The research project of the Capital of Greece (COG) had its inception before World War II. It proceeded in the underground during the foreign occupation of Greece, and following liberation, in the Ministry of Reconstruction. From 1955 to 1964, it was carried on by Doxiadis Associates and resulted in C. A. Doxiadis' publication of Our Capital and its future in 1960. In 1964 the project was taken over by the Athens Center of Ekistics.

Its focal point being the metropolis, this project, occupied an intermediate position between the global approach of the City of the Future (COF) research project and the neighbourhood focus of the Human Community (HUCO) research project.

The project was related to both basic and applied research. Its purpose was, on the one hand, to select and define relevant ekistic variables, to quantify them as far as possible, to describe them statistically, and to interpret the relevant statistics in order to improve the understanding of phenomena at the metropolitan scale; and on the other hand, to test certain planning principles and hypotheses by applying them to specific cases. The Athens Metropolitan Area was chosen as the main "laboratory" for this project, whilst additional metropolitan areas all over the world were studied.

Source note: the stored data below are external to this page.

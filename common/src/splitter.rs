//! Slices a song buffer into sequenced datagrams.

use crate::datagram::{Datagram, WireError, MAX_PAYLOAD};

/// Splits `buffer` into datagrams of at most `max_payload` bytes.
///
/// Sequence numbers are assigned 1..=N in buffer order, where
/// N = ⌈len / max_payload⌉. The final datagram may be shorter than
/// `max_payload`. An empty buffer yields no datagrams.
///
/// # Errors
///
/// Returns [`WireError::InvalidMaxPayload`] unless `max_payload` is in
/// `1..=MAX_PAYLOAD`; larger chunks could not be encoded.
pub fn split(buffer: &[u8], max_payload: usize) -> Result<Vec<Datagram>, WireError> {
    // ---
    if !(1..=MAX_PAYLOAD).contains(&max_payload) {
        return Err(WireError::InvalidMaxPayload(max_payload));
    }

    Ok(buffer
        .chunks(max_payload)
        .enumerate()
        .map(|(i, payload)| Datagram::new(i as u32 + 1, payload.to_vec()))
        .collect())
}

The eventual aim of this project was to lead to a comprehensive study of several metropolises on a comparative basis. To this end the project sought:

  1. To collect and systematize existing knowledge concerning the growth and development of metropolises
  2. To improve existing techniques of predicting the future development of metropolitan areas
  3. To develop valid hypotheses and theories interpreting metropolitan phenomena
  4. To test and prove (or disprove) these hypotheses and theories
  5. To improve metropolitan planning and programming techniques.

Abstracts of the findings of this project were published in a series of articles in EKISTICS review. The internal documents (reports, drafts, correspondence, graphs and maps) are kept in the Constantinos A. Doxiadis Archives and are accessible to the researchers.